Natural Growth Codes: Partial Recovery under Random Network Coding
Shirish Karande, Kiran Misra, Hayder Radha Michigan State University, East Lansing, MI-48824, USA
Email: {karandes, misrakir, radha}@egr.msu.edu
Abstract- Growth Codes (GC) improve the disruption tolerance of zero-configuration sensor networks by providing graceful data recovery. Here, we highlight the existence of periphery monitoring topologies which are conducive for graceful recovery. In such networks, the performance of Random Network Coding (RNC) is observed to be superior to that of GCs. RNC increasesthe data persistence, while maintaining a lower delay.

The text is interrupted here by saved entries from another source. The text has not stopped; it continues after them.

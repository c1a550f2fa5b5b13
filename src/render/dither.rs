//! Floyd-Steinberg error diffusion onto the display palette
//!
//! Pixels are resolved in row-major order. Each quantization error lands
//! only on not-yet-visited neighbors (right, lower-left, lower,
//! lower-right); writing into already-resolved pixels would silently
//! discard error, so the traversal order is load-bearing and must not be
//! parallelized within one raster.

use crate::io::error::Result;
use crate::render::palette;
use crate::render::raster::{Accumulator, Raster};

/// Floyd-Steinberg kernel weights over the shared denominator
const KERNEL_DENOMINATOR: f64 = 16.0;
const RIGHT_WEIGHT: f64 = 7.0;
const LOWER_LEFT_WEIGHT: f64 = 3.0;
const LOWER_WEIGHT: f64 = 5.0;
const LOWER_RIGHT_WEIGHT: f64 = 1.0;

/// Quantize a raster to the display palette with error diffusion
///
/// # Errors
///
/// Returns [`crate::FrameError::RasterShape`] when `pixels` does not hold
/// exactly `width * height` interleaved RGB triples.
pub fn dither(pixels: &[u8], width: usize, height: usize) -> Result<Raster> {
    let source = Raster::from_pixels(pixels.to_vec(), width, height)?;
    let mut accumulator: Accumulator<f64> = Accumulator::from_raster(&source);

    for y in 0..height {
        for x in 0..width {
            let sample = accumulator.sample(x, y);
            let quantized = palette::nearest(clamp_channels(sample));
            let resolved = [
                f64::from(quantized[0]),
                f64::from(quantized[1]),
                f64::from(quantized[2]),
            ];
            let error = [
                sample[0] - resolved[0],
                sample[1] - resolved[1],
                sample[2] - resolved[2],
            ];

            accumulator.store(x, y, resolved);

            let (xi, yi) = (x as i64, y as i64);
            accumulator.diffuse(xi + 1, yi, error, RIGHT_WEIGHT / KERNEL_DENOMINATOR);
            accumulator.diffuse(xi - 1, yi + 1, error, LOWER_LEFT_WEIGHT / KERNEL_DENOMINATOR);
            accumulator.diffuse(xi, yi + 1, error, LOWER_WEIGHT / KERNEL_DENOMINATOR);
            accumulator.diffuse(xi + 1, yi + 1, error, LOWER_RIGHT_WEIGHT / KERNEL_DENOMINATOR);
        }
    }

    accumulator.into_raster()
}

/// Quantize a raster to the display palette without diffusing error
///
/// The raw mode for callers that disabled dithering; every pixel maps
/// independently to its nearest palette entry.
///
/// # Errors
///
/// Returns [`crate::FrameError::RasterShape`] when `pixels` does not hold
/// exactly `width * height` interleaved RGB triples.
pub fn quantize_only(pixels: &[u8], width: usize, height: usize) -> Result<Raster> {
    let source = Raster::from_pixels(pixels.to_vec(), width, height)?;

    let mut output = Vec::with_capacity(source.pixels().len());
    for triple in source.pixels().chunks_exact(3) {
        let sample = [
            f64::from(triple.first().copied().unwrap_or(0)),
            f64::from(triple.get(1).copied().unwrap_or(0)),
            f64::from(triple.get(2).copied().unwrap_or(0)),
        ];
        output.extend_from_slice(&palette::nearest(sample));
    }

    Raster::from_pixels(output, width, height)
}

/// Clamp accumulator channels to the quantizer's [0, 255] input contract
///
/// Only the quantizer input is clamped; the accumulator itself keeps
/// out-of-range values so diffused error is not lost.
fn clamp_channels(sample: [f64; 3]) -> [f64; 3] {
    [
        sample[0].clamp(0.0, 255.0),
        sample[1].clamp(0.0, 255.0),
        sample[2].clamp(0.0, 255.0),
    ]
}
//! PNG loading, display-fit resizing, and palette raster export
//!
//! Resize happens before any quantization so the dithering engine always
//! sees a raster at exactly the display resolution. Cover-fit cropping
//! keeps the display filled regardless of the source aspect ratio.

use image::imageops::FilterType;
use image::{ImageBuffer, Rgb};
use std::path::Path;

use crate::io::configuration::{DISPLAY_HEIGHT, DISPLAY_WIDTH};
use crate::io::error::{FrameError, Result};
use crate::render::Raster;

/// Load a photo and fit it to the display resolution
///
/// Decodes the file, scales with Lanczos3 to cover 800x480 (center-cropping
/// the overflow), and strips any alpha channel.
///
/// # Errors
///
/// Returns an error if the file cannot be decoded or the resized buffer
/// fails the raster shape contract.
pub fn load_raster(path: &Path) -> Result<Raster> {
    let source = image::open(path).map_err(|e| FrameError::ImageLoad {
        path: path.to_path_buf(),
        source: e,
    })?;

    let fitted = source.resize_to_fill(
        DISPLAY_WIDTH as u32,
        DISPLAY_HEIGHT as u32,
        FilterType::Lanczos3,
    );

    Raster::from_pixels(fitted.to_rgb8().into_raw(), DISPLAY_WIDTH, DISPLAY_HEIGHT)
}

/// Export a rendered raster as a PNG file
///
/// # Errors
///
/// Returns an error if:
/// - The raster cannot be reassembled into an image buffer
/// - The parent directory cannot be created
/// - The image cannot be saved to the specified path
pub fn export_raster(raster: &Raster, output_path: &str) -> Result<()> {
    let buffer: Option<ImageBuffer<Rgb<u8>, Vec<u8>>> = ImageBuffer::from_raw(
        raster.width() as u32,
        raster.height() as u32,
        raster.pixels().to_vec(),
    );
    let img = buffer.ok_or_else(|| crate::io::error::io_error("Raster buffer reassembly failed"))?;

    if let Some(parent) = Path::new(output_path).parent() {
        std::fs::create_dir_all(parent).map_err(|e| FrameError::FileSystem {
            path: parent.to_path_buf(),
            operation: "create directory",
            source: e,
        })?;
    }

    img.save(output_path).map_err(|e| FrameError::ImageExport {
        path: output_path.into(),
        source: e,
    })?;

    Ok(())
}

/// Read image dimensions without decoding the full file
///
/// # Errors
///
/// Returns an error if the file header cannot be read.
pub fn probe_dimensions(path: &Path) -> Result<(u32, u32)> {
    image::image_dimensions(path).map_err(|e| FrameError::ImageLoad {
        path: path.to_path_buf(),
        source: e,
    })
}
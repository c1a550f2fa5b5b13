//! Photo descriptor records produced by the catalog collaborator

use chrono::{DateTime, Utc};

/// Immutable descriptor for one catalog photo
///
/// Produced by the catalog collaborator and never mutated afterwards. The
/// selection engine clones records into its histories; the catalog slice
/// itself is only borrowed for the duration of a pick.
#[derive(Debug, Clone, PartialEq, Eq)]
pub struct PhotoRecord {
    /// Opaque identifier, unique within a catalog snapshot
    pub url: String,
    /// Source width in pixels
    pub width: u32,
    /// Source height in pixels
    pub height: u32,
    /// Capture time, absent when the source ecosystem cannot determine it
    pub captured: Option<DateTime<Utc>>,
}

impl PhotoRecord {
    /// Create a record without a capture timestamp
    pub fn new(url: impl Into<String>, width: u32, height: u32) -> Self {
        Self {
            url: url.into(),
            width,
            height,
            captured: None,
        }
    }

    /// Attach a capture timestamp
    #[must_use]
    pub const fn with_capture_time(mut self, captured: DateTime<Utc>) -> Self {
        self.captured = Some(captured);
        self
    }

    /// Age in whole days relative to `now`
    ///
    /// Returns `None` when the capture time is unknown; such photos always
    /// fall into the unbounded time bucket.
    pub fn age_days(&self, now: DateTime<Utc>) -> Option<i64> {
        self.captured
            .map(|captured| now.signed_duration_since(captured).num_days())
    }
}

#[cfg(test)]
mod tests {
    use super::*;
    use chrono::TimeZone;

    #[test]
    fn test_age_days_counts_whole_days() {
        let captured = Utc.with_ymd_and_hms(2025, 6, 1, 12, 0, 0).single();
        let now = Utc.with_ymd_and_hms(2025, 6, 11, 11, 0, 0).single();
        let (Some(captured), Some(now)) = (captured, now) else {
            unreachable!("fixed timestamps are valid");
        };

        let photo = PhotoRecord::new("a.jpg", 4000, 3000).with_capture_time(captured);
        assert_eq!(photo.age_days(now), Some(9));
    }

    #[test]
    fn test_age_unknown_without_timestamp() {
        let photo = PhotoRecord::new("b.jpg", 800, 480);
        assert_eq!(photo.age_days(Utc::now()), None);
    }
}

Index Terms: Network Coding, Sensor Networks
I. INTRODUCTION
Sensor networks are expected to play an important role in assisting disaster relief. These networks, when deployed in response to emergency situations, will often be forced to operate in a zero-configuration mode [1]. In such a mode the nodes are required to collect and transmit data without detailed topological information. In such a scenario, some variant of epidemic or randomized routing has to be employed for data gathering. Random linear network coding (RLNC)([2], [4]) can be efficiently combined with epidemic routing to realize throughput gains. However, under a completely randomized setting, random linear coding (RLC) can create substantial interdependencies in the data. In principle, such interdependencies could lead to a “cliff effect” i.e. no data can be recovered unless K independent linear combinations are received by the sink; where K is equal to the total number of sensor readings. Such a recovery behavior is undesirable onaccount of two important reasons:
In a catastrophic scenario a large number of sensors can get destroyed making it impossible for a sink to receive sufficient number of independent combinations.
In sensor networks, complete recovery of all the information is often not essential for inference.

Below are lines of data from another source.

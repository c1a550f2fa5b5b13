//! Validates palette closure, fixed points, and raster contracts

use inkframe::FrameError;
use inkframe::render::dither::{dither, quantize_only};
use inkframe::render::palette::{PALETTE, is_palette_color, nearest, nearest_index};

fn gradient(width: usize, height: usize) -> Vec<u8> {
    let mut pixels = Vec::with_capacity(width * height * 3);
    for y in 0..height {
        for x in 0..width {
            pixels.push((x * 255 / width.max(1)) as u8);
            pixels.push((y * 255 / height.max(1)) as u8);
            pixels.push(((x + y) * 127 / (width + height)) as u8);
        }
    }
    pixels
}

fn assert_palette_only(pixels: &[u8]) {
    for triple in pixels.chunks_exact(3) {
        let color = [triple[0], triple[1], triple[2]];
        assert!(is_palette_color(color), "non-palette pixel {color:?}");
    }
}

#[test]
fn test_palette_entries_quantize_to_themselves() {
    for entry in PALETTE {
        let sample = [
            f64::from(entry[0]),
            f64::from(entry[1]),
            f64::from(entry[2]),
        ];
        assert_eq!(nearest(sample), entry);
    }
}

#[test]
fn test_nearest_is_deterministic_on_ties() {
    // Mid-gray is equidistant from every palette entry; black is canonical
    for _ in 0..10 {
        assert_eq!(nearest_index([127.5, 127.5, 127.5]), 0);
    }
}

#[test]
fn test_dither_output_is_closed_over_the_palette() {
    let pixels = gradient(64, 40);
    let result = dither(&pixels, 64, 40).unwrap();
    assert_palette_only(result.pixels());
}

#[test]
fn test_quantize_only_output_is_closed_over_the_palette() {
    let pixels = gradient(64, 40);
    let result = quantize_only(&pixels, 64, 40).unwrap();
    assert_palette_only(result.pixels());
}

#[test]
fn test_uniform_palette_raster_survives_dithering_unchanged() {
    for entry in PALETTE {
        let pixels: Vec<u8> = entry.iter().copied().cycle().take(20 * 12 * 3).collect();
        let result = dither(&pixels, 20, 12).unwrap();
        assert_eq!(result.pixels(), pixels.as_slice(), "palette {entry:?}");
    }
}

#[test]
fn test_diffusion_changes_midtone_output() {
    let pixels = vec![120u8; 32 * 16 * 3];
    let dithered = dither(&pixels, 32, 16).unwrap();
    let quantized = quantize_only(&pixels, 32, 16).unwrap();
    assert_ne!(dithered.pixels(), quantized.pixels());
}

#[test]
fn test_dimension_mismatch_is_a_contract_error() {
    let err = dither(&[0u8; 30], 4, 4).unwrap_err();
    assert!(matches!(err, FrameError::RasterShape { .. }));

    let err = quantize_only(&[0u8; 30], 4, 4).unwrap_err();
    assert!(matches!(err, FrameError::RasterShape { .. }));
}

#[test]
fn test_full_display_raster_renders() {
    let pixels = gradient(800, 480);
    let result = dither(&pixels, 800, 480).unwrap();
    assert_eq!(result.width(), 800);
    assert_eq!(result.height(), 480);
    assert_palette_only(result.pixels());
}
//! Error types for catalog, configuration, and rendering operations

use std::fmt;
use std::path::PathBuf;

/// Main error type for all frame engine operations
#[derive(Debug)]
pub enum FrameError {
    /// Failed to load a source image from the filesystem
    ImageLoad {
        /// Path to the image file
        path: PathBuf,
        /// Underlying image loading error
        source: image::ImageError,
    },

    /// Failed to save a rendered image to disk
    ImageExport {
        /// Path where export was attempted
        path: PathBuf,
        /// Underlying image export error
        source: image::ImageError,
    },

    /// General file system operation failure
    FileSystem {
        /// Path involved in the operation
        path: PathBuf,
        /// Description of the operation that failed
        operation: &'static str,
        /// Underlying I/O error
        source: std::io::Error,
    },

    /// Rotation configuration failed startup validation
    InvalidConfiguration {
        /// Name of the offending field
        field: &'static str,
        /// Explanation of the violated invariant
        reason: String,
    },

    /// Raster dimensions disagree with the pixel buffer length
    ///
    /// Indicates a caller defect in the surrounding layer, not a
    /// recoverable runtime condition.
    RasterShape {
        /// Declared width in pixels
        width: usize,
        /// Declared height in pixels
        height: usize,
        /// Actual buffer length in bytes
        buffer_len: usize,
    },

    /// A parameter outside the algorithm's contract
    InvalidParameter {
        /// Name of the invalid parameter
        parameter: &'static str,
        /// Provided value that failed validation
        value: String,
        /// Explanation of why the value is invalid
        reason: String,
    },
}

impl fmt::Display for FrameError {
    fn fmt(&self, f: &mut fmt::Formatter<'_>) -> fmt::Result {
        match self {
            Self::ImageLoad { path, source } => {
                write!(f, "Failed to load image '{}': {source}", path.display())
            }
            Self::ImageExport { path, source } => {
                write!(
                    f,
                    "Failed to export image to '{}': {source}",
                    path.display()
                )
            }
            Self::FileSystem {
                path,
                operation,
                source,
            } => {
                write!(
                    f,
                    "File system error during {operation} on '{}': {source}",
                    path.display()
                )
            }
            Self::InvalidConfiguration { field, reason } => {
                write!(f, "Invalid rotation configuration '{field}': {reason}")
            }
            Self::RasterShape {
                width,
                height,
                buffer_len,
            } => {
                write!(
                    f,
                    "Raster buffer length {buffer_len} does not match {width}x{height} RGB dimensions (expected {})",
                    width * height * 3
                )
            }
            Self::InvalidParameter {
                parameter,
                value,
                reason,
            } => {
                write!(f, "Invalid parameter '{parameter}' = '{value}': {reason}")
            }
        }
    }
}

impl std::error::Error for FrameError {
    fn source(&self) -> Option<&(dyn std::error::Error + 'static)> {
        match self {
            Self::ImageLoad { source, .. } | Self::ImageExport { source, .. } => Some(source),
            Self::FileSystem { source, .. } => Some(source),
            _ => None,
        }
    }
}

/// Convenience type alias for frame engine results
pub type Result<T> = std::result::Result<T, FrameError>;

impl From<image::ImageError> for FrameError {
    fn from(err: image::ImageError) -> Self {
        Self::ImageLoad {
            path: PathBuf::from("<unknown>"),
            source: err,
        }
    }
}

impl From<std::io::Error> for FrameError {
    fn from(err: std::io::Error) -> Self {
        Self::FileSystem {
            path: PathBuf::from("<unknown>"),
            operation: "unknown",
            source: err,
        }
    }
}

/// Create an invalid parameter error
pub fn invalid_parameter(
    parameter: &'static str,
    value: &impl ToString,
    reason: &impl ToString,
) -> FrameError {
    FrameError::InvalidParameter {
        parameter,
        value: value.to_string(),
        reason: reason.to_string(),
    }
}

/// Create a configuration validation error
pub fn invalid_configuration(field: &'static str, reason: &impl ToString) -> FrameError {
    FrameError::InvalidConfiguration {
        field,
        reason: reason.to_string(),
    }
}

/// Create a generic I/O error for path handling failures
pub fn io_error(msg: &str) -> FrameError {
    FrameError::InvalidParameter {
        parameter: "path",
        value: String::new(),
        reason: msg.to_string(),
    }
}
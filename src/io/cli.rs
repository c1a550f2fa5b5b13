//! Command-line interface for rendering photos to the display palette
//!
//! Two modes share one pipeline: batch conversion renders every collected
//! photo, while `--pick` treats the collection as a rotation catalog, runs
//! one selection cycle, and renders only the chosen photo.

use crate::catalog::PhotoRecord;
use crate::io::configuration::{DEFAULT_HISTORY_SIZE, DEFAULT_SEED, OUTPUT_SUFFIX, RotationConfig};
use crate::io::error::Result;
use crate::io::image::{export_raster, load_raster, probe_dimensions};
use crate::io::progress::ProgressManager;
use crate::render::dither::{dither, quantize_only};
use crate::selection::SelectionEngine;
use chrono::{DateTime, Utc};
use clap::Parser;
use std::path::{Path, PathBuf};

#[derive(Parser)]
#[command(name = "inkframe")]
#[command(
    author,
    version,
    about = "Render photos for a six-color e-paper display"
)]
/// Command-line arguments for the rendering tool
// CLI tools commonly need multiple boolean flags for various features and user preferences
#[allow(clippy::struct_excessive_bools)]
pub struct Cli {
    /// Input PNG file or directory to process
    #[arg(value_name = "TARGET")]
    pub target: PathBuf,

    /// Random seed for reproducible selection
    #[arg(short, long, default_value_t = DEFAULT_SEED)]
    pub seed: u64,

    /// Select one photo from the catalog instead of rendering everything
    #[arg(short, long)]
    pub pick: bool,

    /// Skip error diffusion and quantize each pixel independently
    #[arg(short, long)]
    pub raw: bool,

    /// Anti-repetition memory size for pick mode
    #[arg(long, default_value_t = DEFAULT_HISTORY_SIZE)]
    pub history_size: usize,

    /// Suppress progress output
    #[arg(short, long)]
    pub quiet: bool,

    /// Process files even if output exists
    #[arg(short, long)]
    pub no_skip: bool,
}

impl Cli {
    /// Check if existing output files should be skipped
    pub const fn skip_existing(&self) -> bool {
        !self.no_skip
    }

    /// Check if progress should be displayed
    pub const fn should_show_progress(&self) -> bool {
        !self.quiet
    }
}

/// Orchestrates photo rendering with progress tracking
pub struct FileProcessor {
    cli: Cli,
    progress_manager: Option<ProgressManager>,
}

impl FileProcessor {
    /// Create a new file processor with the given CLI arguments
    pub fn new(cli: Cli) -> Self {
        let progress_manager = cli.should_show_progress().then(ProgressManager::new);

        Self {
            cli,
            progress_manager,
        }
    }

    /// Process files according to CLI arguments
    ///
    /// # Errors
    ///
    /// Returns an error if target validation, selection, or rendering fails
    pub fn process(&mut self) -> Result<()> {
        let collected = self.collect_files()?;

        if collected.is_empty() {
            return Ok(());
        }

        let files = if self.cli.pick {
            self.select_refresh_target(&collected)?
        } else {
            collected
        };

        if let Some(ref mut pm) = self.progress_manager {
            pm.initialize(files.len());
        }

        for (index, file) in files.iter().enumerate() {
            self.process_file(file, index)?;
        }

        if let Some(ref mut pm) = self.progress_manager {
            pm.finish();
        }

        Ok(())
    }

    fn collect_files(&self) -> Result<Vec<PathBuf>> {
        if self.cli.target.is_file() {
            if self.cli.target.extension().and_then(|s| s.to_str()) == Some("png") {
                if self.should_process_file(&self.cli.target) {
                    Ok(vec![self.cli.target.clone()])
                } else {
                    Ok(vec![])
                }
            } else {
                Err(crate::io::error::io_error(
                    "Target file must be a PNG image",
                ))
            }
        } else if self.cli.target.is_dir() {
            let mut files = Vec::new();
            for entry in std::fs::read_dir(&self.cli.target)? {
                let path = entry?.path();
                if path.extension().and_then(|s| s.to_str()) == Some("png")
                    && self.should_process_file(&path)
                {
                    files.push(path);
                }
            }
            files.sort();
            Ok(files)
        } else {
            Err(crate::io::error::io_error(
                "Target must be a PNG file or directory",
            ))
        }
    }

    fn should_process_file(&self, input_path: &Path) -> bool {
        // Pick mode needs the full catalog; outputs are overwritten
        if self.cli.pick || !self.cli.skip_existing() {
            return true;
        }

        let output_path = Self::get_output_path(input_path);
        if output_path.exists() {
            // Allow print for user feedback for progress messages
            #[allow(clippy::print_stderr)]
            if !self.cli.quiet {
                eprintln!("Skipping: {} (output exists)", input_path.display());
            }
            false
        } else {
            true
        }
    }

    /// Run one rotation cycle over the collected files as the catalog
    // Allow print for user feedback for the selection result
    #[allow(clippy::print_stderr)]
    fn select_refresh_target(&self, files: &[PathBuf]) -> Result<Vec<PathBuf>> {
        let catalog = build_catalog(files)?;

        let config = RotationConfig {
            history_size: self.cli.history_size,
            dithering: !self.cli.raw,
            ..RotationConfig::default()
        };
        let mut engine = SelectionEngine::new(config, self.cli.seed)?;

        let Some(chosen) = engine.pick(&catalog) else {
            return Ok(Vec::new());
        };

        if !self.cli.quiet {
            if engine.last_pick_was_anniversary() {
                eprintln!("Selected (on this day): {}", chosen.url);
            } else {
                eprintln!("Selected: {}", chosen.url);
            }
        }

        Ok(vec![PathBuf::from(chosen.url)])
    }

    fn process_file(&mut self, input_path: &Path, index: usize) -> Result<()> {
        let output_path = Self::get_output_path(input_path);

        if let Some(ref mut pm) = self.progress_manager {
            pm.start_file(index, input_path);
        }

        let raster = load_raster(input_path)?;
        if let Some(ref mut pm) = self.progress_manager {
            pm.advance_stage(index);
        }

        let rendered = if self.cli.raw {
            quantize_only(raster.pixels(), raster.width(), raster.height())?
        } else {
            dither(raster.pixels(), raster.width(), raster.height())?
        };
        if let Some(ref mut pm) = self.progress_manager {
            pm.advance_stage(index);
        }

        export_raster(
            &rendered,
            output_path
                .to_str()
                .ok_or_else(|| crate::io::error::io_error("Invalid output path"))?,
        )?;

        if let Some(ref mut pm) = self.progress_manager {
            pm.complete_file(index);
        }

        Ok(())
    }

    fn get_output_path(input_path: &Path) -> PathBuf {
        let stem = input_path.file_stem().unwrap_or_default();
        let extension = input_path.extension().unwrap_or_default();
        let output_name = format!(
            "{}{}.{}",
            stem.to_string_lossy(),
            OUTPUT_SUFFIX,
            extension.to_string_lossy()
        );

        if let Some(parent) = input_path.parent() {
            parent.join(output_name)
        } else {
            PathBuf::from(output_name)
        }
    }
}

/// Describe collected files as catalog records
///
/// Dimensions come from a header probe; capture time falls back to the
/// filesystem modification time, or none when unavailable.
fn build_catalog(files: &[PathBuf]) -> Result<Vec<PhotoRecord>> {
    let mut catalog = Vec::with_capacity(files.len());
    for path in files {
        let (width, height) = probe_dimensions(path)?;
        let captured: Option<DateTime<Utc>> = std::fs::metadata(path)
            .and_then(|metadata| metadata.modified())
            .ok()
            .map(DateTime::<Utc>::from);

        let mut record = PhotoRecord::new(path.to_string_lossy(), width, height);
        if let Some(timestamp) = captured {
            record = record.with_capture_time(timestamp);
        }
        catalog.push(record);
    }
    Ok(catalog)
}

In [1] Kamra et. al. used the above observations to motivate
the design of Growth Codes. Growth codes present a novel way of employing network coding to improve the “persistence” of sensed data. Persistence refers to the proportion of sensed data that is eventually recovered by the sink. The key concept behind growth codes is to gradually increase the interdependency in the data, so that a sink can recover parts of the sensed data even when K independent linear combinations have not been received. In [1] an “open loop” algorithm has been carefully designed to explicitly control the growth of the codes (i.e. the degree of the encoded symbols) so that partial recovery of information can be facilitated. This partial recovery improves the disruption tolerance of the network.

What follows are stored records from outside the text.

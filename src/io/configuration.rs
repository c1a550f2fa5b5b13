//! Display constants and validated rotation configuration

use crate::io::error::{Result, invalid_configuration};
use crate::selection::buckets::TimeBucket;

/// Horizontal display resolution in pixels
pub const DISPLAY_WIDTH: usize = 800;
/// Vertical display resolution in pixels
pub const DISPLAY_HEIGHT: usize = 480;

/// Fixed seed for reproducible selection and rendering runs
pub const DEFAULT_SEED: u64 = 42;

/// Probability that an eligible anniversary pick preempts the weighted draw
pub const ANNIVERSARY_PROBABILITY: f64 = 0.5;

/// Default day window around today's month/day for anniversary matching
pub const DEFAULT_ANNIVERSARY_WINDOW_DAYS: u32 = 3;

/// Day count used for the year-wrap complement at the Dec/Jan boundary
pub const DAYS_IN_YEAR: u32 = 365;

/// Default anti-repetition memory size
pub const DEFAULT_HISTORY_SIZE: usize = 25;

/// Weights each bucket's configured share must total
pub const TOTAL_BUCKET_WEIGHT: u32 = 100;

// Progress bar display settings
/// Threshold for switching to batch progress mode
pub const MAX_INDIVIDUAL_PROGRESS_BARS: usize = 5;

// Output settings
/// Suffix added to rendered output filenames
pub const OUTPUT_SUFFIX: &str = "_display";

/// Validated rotation parameters
///
/// Validation runs once at startup; the selection engine trusts the
/// configuration afterwards and never re-checks it at pick time.
#[derive(Debug, Clone)]
pub struct RotationConfig {
    /// Ordered age buckets, ascending ceilings, terminal unbounded bucket
    pub buckets: Vec<TimeBucket>,
    /// Anti-repetition memory capacity
    pub history_size: usize,
    /// Whether anniversary picks may preempt the weighted draw
    pub on_this_day: bool,
    /// Day window around today's month/day for anniversary matching
    pub on_this_day_window_days: u32,
    /// Whether rendering diffuses quantization error
    pub dithering: bool,
}

impl Default for RotationConfig {
    fn default() -> Self {
        Self {
            buckets: vec![
                TimeBucket::bounded(30, 35),
                TimeBucket::bounded(180, 30),
                TimeBucket::bounded(730, 20),
                TimeBucket::unbounded(15),
            ],
            history_size: DEFAULT_HISTORY_SIZE,
            on_this_day: true,
            on_this_day_window_days: DEFAULT_ANNIVERSARY_WINDOW_DAYS,
            dithering: true,
        }
    }
}

impl RotationConfig {
    /// Check every structural invariant the selection engine relies on
    ///
    /// # Errors
    ///
    /// Returns an error if the bucket list is empty, weights do not sum to
    /// 100, the terminal bucket is bounded, any other bucket is unbounded,
    /// bounded ceilings are not strictly ascending, the history size is
    /// zero, or anniversaries are enabled with a zero-day window.
    pub fn validate(&self) -> Result<()> {
        if self.buckets.is_empty() {
            return Err(invalid_configuration("buckets", &"bucket list is empty"));
        }

        let weight_sum: u32 = self.buckets.iter().map(|bucket| bucket.weight).sum();
        if weight_sum != TOTAL_BUCKET_WEIGHT {
            return Err(invalid_configuration(
                "buckets",
                &format!("weights sum to {weight_sum}, expected {TOTAL_BUCKET_WEIGHT}"),
            ));
        }

        let bounded_count = self
            .buckets
            .iter()
            .filter(|bucket| bucket.max_age_days.is_some())
            .count();
        if bounded_count + 1 != self.buckets.len() {
            return Err(invalid_configuration(
                "buckets",
                &"exactly one unbounded bucket is required",
            ));
        }
        if self
            .buckets
            .last()
            .is_some_and(|bucket| bucket.max_age_days.is_some())
        {
            return Err(invalid_configuration(
                "buckets",
                &"the unbounded bucket must come last",
            ));
        }

        let ceilings: Vec<u32> = self
            .buckets
            .iter()
            .filter_map(|bucket| bucket.max_age_days)
            .collect();
        if ceilings.windows(2).any(|pair| {
            pair.first()
                .zip(pair.get(1))
                .is_some_and(|(lower, upper)| lower >= upper)
        }) {
            return Err(invalid_configuration(
                "buckets",
                &"age ceilings must be strictly ascending",
            ));
        }

        if self.history_size == 0 {
            return Err(invalid_configuration(
                "history_size",
                &"history size must be at least 1",
            ));
        }

        if self.on_this_day && self.on_this_day_window_days == 0 {
            return Err(invalid_configuration(
                "on_this_day_window_days",
                &"anniversary matching needs a window of at least 1 day",
            ));
        }

        Ok(())
    }

    /// Navigation stack capacity derived from the repetition memory size
    pub const fn navigation_capacity(&self) -> usize {
        2 * self.history_size
    }
}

The work presented in this article is a discourse on Growth Codes (GC) [1]. In [1] the “open loop” algorithm has been designed such that the probability of recovering new information in each step of an (at sink) LT decoding [3] is maximized. In order to induce a code structure that is optimized for LT decoding, GCs employ a sub-optimal sharing of the network bandwidth. Specifically, the communication between the nodes takes place in a one-to-one fashion, which does not embrace the inherent broadcast nature of wireless transmissions. Thus, the objective of this paper is to highlight the existence sensor network topologies, where RNC can outperform GCs without compromising on the gracefulness of the recovery. In this work, RNC refers to a protocol under which each sensor opportunistically broadcasts the linear combinations of received/sensed packets without explicitly controlling the degree of such combinations. Hence, we refer to this method as the Natural Growth Codes (NGC).
Figure 1 provides a motivational example for the work presented here. In Figure 1 it can be observed that the topology of the network is such that, for reasonably large values of q, the sink can recover two information symbols in each round. We show that such a phenomenon can be generalized to practically important perimeter monitoring(PM) network topologies. Our interest in the PM topology is motivated by scenarios where it is impossible to access the region over which the sensors have been sprayed. In such circumstances, it may often be the case, that information is
540978-1-4244-2247-0/08/$25.00 ©2008 IEEE.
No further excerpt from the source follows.